Ignite Dataset is fully compatible with Windows, so you can use it as part of TensorFlow on your Windows workstation as well as on Linux/MacOS systems.

## Try it out

The simplest way to try Ignite Dataset out is to run [Docker](https://www.docker.com/) container with Apache Ignite and loaded [MNIST](http://yann.lecun.com/exdb/mnist/) data and then interruct with it using Ignite Dataset. Such container is available on Docker Hub: [dmitrievanthony/ignite-with-mnist](https://hub.docker.com/r/dmitrievanthony/ignite-with-mnist/).
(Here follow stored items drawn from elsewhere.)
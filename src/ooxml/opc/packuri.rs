//! Provides the PackURI value type and utilities for working with package URIs.
//!
//! A PackURI represents a part name within an OPC package, following the URI format
//! defined by the Open Packaging Conventions specification.

/// Represents a package URI, which is a partname within an OPC package.
///
/// PackURIs always begin with a forward slash and use forward slashes as path separators,
/// regardless of the host platform. The member name (URI without the leading slash) is
/// what ends up as the ZIP entry name.
#[derive(Debug, Clone, PartialEq, Eq, Hash, PartialOrd, Ord)]
pub struct PackURI {
    /// The full pack URI string (e.g., "/word/document.xml")
    uri: String,
}

impl PackURI {
    /// Create a new PackURI from a string.
    ///
    /// # Arguments
    /// * `uri` - The URI string, which must begin with a forward slash
    ///
    /// # Returns
    /// * `Ok(PackURI)` if the URI is valid
    /// * `Err` if the URI doesn't start with a forward slash
    pub fn new<S: Into<String>>(uri: S) -> Result<Self, String> {
        let uri = uri.into();
        if !uri.starts_with('/') {
            return Err(format!("PackURI must begin with slash, got '{}'", uri));
        }
        Ok(PackURI { uri })
    }

    /// Create a PackURI from a container member name such as "word/document.xml".
    ///
    /// Backslashes are normalized to forward slashes so the same tree always maps
    /// to the same names.
    pub fn from_membername(membername: &str) -> Self {
        let normalized = membername.replace('\\', "/");
        PackURI {
            uri: format!("/{}", normalized.trim_start_matches('/')),
        }
    }

    /// Create a PackURI from a relative reference and a base URI.
    ///
    /// This translates a relative reference (like "../styles.xml") onto a base URI
    /// (like "/word") to produce an absolute PackURI (like "/styles.xml"). References
    /// that already begin with a slash are taken relative to the package root.
    ///
    /// Fails when a ".." segment would climb above the package root.
    ///
    /// # Arguments
    /// * `base_uri` - The base URI to resolve from
    /// * `relative_ref` - The relative reference to resolve
    pub fn from_rel_ref(base_uri: &str, relative_ref: &str) -> Result<Self, String> {
        let joined = if relative_ref.starts_with('/') {
            relative_ref.to_string()
        } else {
            Self::join_paths(base_uri, relative_ref)
        };
        let normalized = Self::normalize_path(&joined)?;
        Self::new(normalized)
    }

    /// Get the base URI (directory portion) of this PackURI.
    ///
    /// For example, "/ppt/slides" for "/ppt/slides/slide1.xml".
    /// For the package pseudo-partname "/", returns "/".
    pub fn base_uri(&self) -> &str {
        if self.uri == "/" {
            return "/";
        }

        match self.uri.rfind('/') {
            Some(0) | None => "/",
            Some(pos) => &self.uri[..pos],
        }
    }

    /// Get the filename portion of this PackURI.
    ///
    /// For example, "slide1.xml" for "/ppt/slides/slide1.xml".
    /// For the package pseudo-partname "/", returns an empty string.
    pub fn filename(&self) -> &str {
        match self.uri.rfind('/') {
            Some(pos) => &self.uri[pos + 1..],
            None => "",
        }
    }

    /// Get the extension portion of this PackURI.
    ///
    /// For example, "xml" for "/word/document.xml" (note: no leading period).
    pub fn ext(&self) -> &str {
        let filename = self.filename();
        match filename.rfind('.') {
            Some(pos) => &filename[pos + 1..],
            None => "",
        }
    }

    /// Get the membername (URI with leading slash stripped).
    ///
    /// This is the form used as the Zip file membername for the package item.
    /// Returns an empty string for the package pseudo-partname "/".
    pub fn membername(&self) -> &str {
        &self.uri[1..]
    }

    /// Whether this PackURI names a relationships part (`.../_rels/<name>.rels`).
    pub fn is_rels(&self) -> bool {
        self.ext() == "rels" && self.base_uri().ends_with("/_rels")
    }

    /// Get the URI of the part a relationships part describes.
    ///
    /// The inverse of the `_rels` naming rule: "/word/_rels/document.xml.rels"
    /// describes "/word/document.xml", and "/_rels/.rels" describes the package
    /// itself ("/"). Returns `None` for URIs that are not relationships parts.
    pub fn rels_source(&self) -> Option<PackURI> {
        if !self.is_rels() {
            return None;
        }

        let source_name = self.filename().strip_suffix(".rels")?;
        let rels_dir = self.base_uri();
        let owner_dir = rels_dir.strip_suffix("_rels")?.trim_end_matches('/');

        let uri = match (owner_dir.is_empty(), source_name.is_empty()) {
            (true, true) => PACKAGE_URI.to_string(),
            (true, false) => format!("/{}", source_name),
            (false, true) => format!("{}/", owner_dir),
            (false, false) => format!("{}/{}", owner_dir, source_name),
        };
        Some(PackURI { uri })
    }

    /// Get the full URI string.
    pub fn as_str(&self) -> &str {
        &self.uri
    }

    /// Helper function to join two paths using forward slashes
    fn join_paths(base: &str, rel: &str) -> String {
        if base.ends_with('/') {
            format!("{}{}", base, rel)
        } else {
            format!("{}/{}", base, rel)
        }
    }

    /// Helper function to normalize a path (resolve ".." and ".")
    fn normalize_path(path: &str) -> Result<String, String> {
        let mut parts = vec![""];

        for part in path.split('/') {
            match part {
                "" | "." => {},
                ".." => {
                    if parts.len() == 1 {
                        return Err(format!("'{}' climbs above the package root", path));
                    }
                    parts.pop();
                },
                _ => parts.push(part),
            }
        }

        if parts.len() == 1 {
            return Ok(PACKAGE_URI.to_string());
        }

        Ok(parts.join("/"))
    }
}

impl std::fmt::Display for PackURI {
    fn fmt(&self, f: &mut std::fmt::Formatter<'_>) -> std::fmt::Result {
        write!(f, "{}", self.uri)
    }
}

impl AsRef<str> for PackURI {
    fn as_ref(&self) -> &str {
        &self.uri
    }
}

/// The package pseudo-partname, representing the package itself
pub const PACKAGE_URI: &str = "/";

#[cfg(test)]
mod tests {
    use super::*;

    #[test]
    fn test_packuri_new() {
        assert!(PackURI::new("/word/document.xml").is_ok());
        assert!(PackURI::new("word/document.xml").is_err());
    }

    #[test]
    fn test_from_membername_normalizes_separators() {
        let uri = PackURI::from_membername("word\\media\\image1.png");
        assert_eq!(uri.as_str(), "/word/media/image1.png");
        assert_eq!(uri.membername(), "word/media/image1.png");
    }

    #[test]
    fn test_base_uri() {
        let uri = PackURI::new("/ppt/slides/slide1.xml").unwrap();
        assert_eq!(uri.base_uri(), "/ppt/slides");

        let top = PackURI::new("/[Content_Types].xml").unwrap();
        assert_eq!(top.base_uri(), "/");

        let root = PackURI::new("/").unwrap();
        assert_eq!(root.base_uri(), "/");
    }

    #[test]
    fn test_filename_and_ext() {
        let uri = PackURI::new("/ppt/slides/slide1.xml").unwrap();
        assert_eq!(uri.filename(), "slide1.xml");
        assert_eq!(uri.ext(), "xml");

        let root = PackURI::new("/").unwrap();
        assert_eq!(root.filename(), "");
        assert_eq!(root.membername(), "");
    }

    #[test]
    fn test_from_rel_ref() {
        let uri = PackURI::from_rel_ref("/word", "../customXml/item1.xml").unwrap();
        assert_eq!(uri.as_str(), "/customXml/item1.xml");

        let uri = PackURI::from_rel_ref("/", "word/document.xml").unwrap();
        assert_eq!(uri.as_str(), "/word/document.xml");

        let uri = PackURI::from_rel_ref("/word", "/word/media/a.png").unwrap();
        assert_eq!(uri.as_str(), "/word/media/a.png");

        assert!(PackURI::from_rel_ref("/", "../outside.xml").is_err());
        assert!(PackURI::from_rel_ref("/word", "../../word/styles.xml").is_err());
    }

    #[test]
    fn test_rels_source() {
        let rels = PackURI::new("/word/_rels/document.xml.rels").unwrap();
        assert!(rels.is_rels());
        assert_eq!(rels.rels_source().unwrap().as_str(), "/word/document.xml");

        let pkg_rels = PackURI::new("/_rels/.rels").unwrap();
        let source = pkg_rels.rels_source().unwrap();
        assert_eq!(source.as_str(), "/");
        assert_eq!(source.base_uri(), "/");

        let not_rels = PackURI::new("/word/document.xml").unwrap();
        assert!(not_rels.rels_source().is_none());
    }
}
You need to start this container on your machine:

```
docker run -it -p 10800:10800 dmitrievanthony/ignite-with-mnist
```

After that you will be able to work with it following way:

![ignite-dataset-mnist](https://s3.amazonaws.com/helloworld23423423ew23/ignite-dataset-mnist.png "Ignite Dataset Mnist")

## Limitations

Presently Ignite Dataset works with assumption that all objects in the cache have the same structure (homogeneous objects) and the cache contains at least one object. Another limitation concerns structured objects, Ignite Dataset does not support UUID, Maps and Object arrays that might be parts of object structures.